Soft Cover Top-Bound – These notebooks were originally designed for the military, with weatherproof, durable glues and strong materials so they would not fall apart out in the field. They use “perfect” binding, like a paperback book. The field-flex covers come in yellow, black, green, and tan, and as with the other notebooks, the interior pages and inks match the covers. It has 50 sheets (100 pages) of Universal format paper per notebook, at $5.95/each.

Soft Cover Side-Bound – Almost identical to the top-bound, this comes in four sizes: 3.5″ x 5″ (in yellow, black, green, brown, and blaze orange), 3.5″x 6″ (in brown and green), 4.25″ x7.25″ (in yellow, black, green, and tan), with left-side perfect binding and Universal formatting. It’s priced, by size, at $5.95, $7.95, and $14.95 respectively.

There’s also a left-side perfect bound soft cover version measuring 4.625″ x 7.25″. This yellow-only cover uses a “Field Worksite Pattern” that’s got a grid with space to note the worksite location and a date log. They’re $6.50/each. 
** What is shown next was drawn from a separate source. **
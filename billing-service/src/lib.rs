pub mod config;
pub mod metrics_server;
pub mod observability;
pub mod routes;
Finally, for those who prefer their rough-and-tumble, waterproof notebooks to have a hard cover, Rite In the Rain has their Hard Cover Fabrikoid notebooks. They have super-tough covers and sewn-in pages to allow a lay-flat display. The pages are numbered, and at the end of the notebook, there are rulers, conversion charts, and map scales. Each has 80 sheets (160 pages) and comes in four sizes:

  • 4.25″ x 6.75″ (in yellow, black, green, and tan), Universal format only. $19.95/each
  • 4.75″ x 7.5″ (in yellow, black, green, and tan), with blank, Universal, transit, level, field, metric field, and journal formatting. $19.95/each
  • 6.75″ x 8.75″ (in yellow, blue, brown, black, grey, green, and tan), Universal format only. $24.95/each 
  • 8.75″ x 11.25″ (in yellow, black, green, tan), Universal format only. $29.95/each

Rite in the Rain makes its own pens, but ballpoints, pencils, crayons, and felt-tips all work, too, depending on what the weather is doing at the moment. However, gel pen users like Paper Doll get no love.

FIELD NOTES

Like Moleskin, Field Notes is one of the best-known notebook companies, one familiar to worker-bee and hipster alike. Whether a person chooses the down-and-dirty Original Kraft Memo Book or supports his Dungeons & Dragons game master skills with the 5E Gaming Journals or gathers all the news that’s fit to print in the Front Page Reporter’s Notebook, Field Notes has always had just the thing.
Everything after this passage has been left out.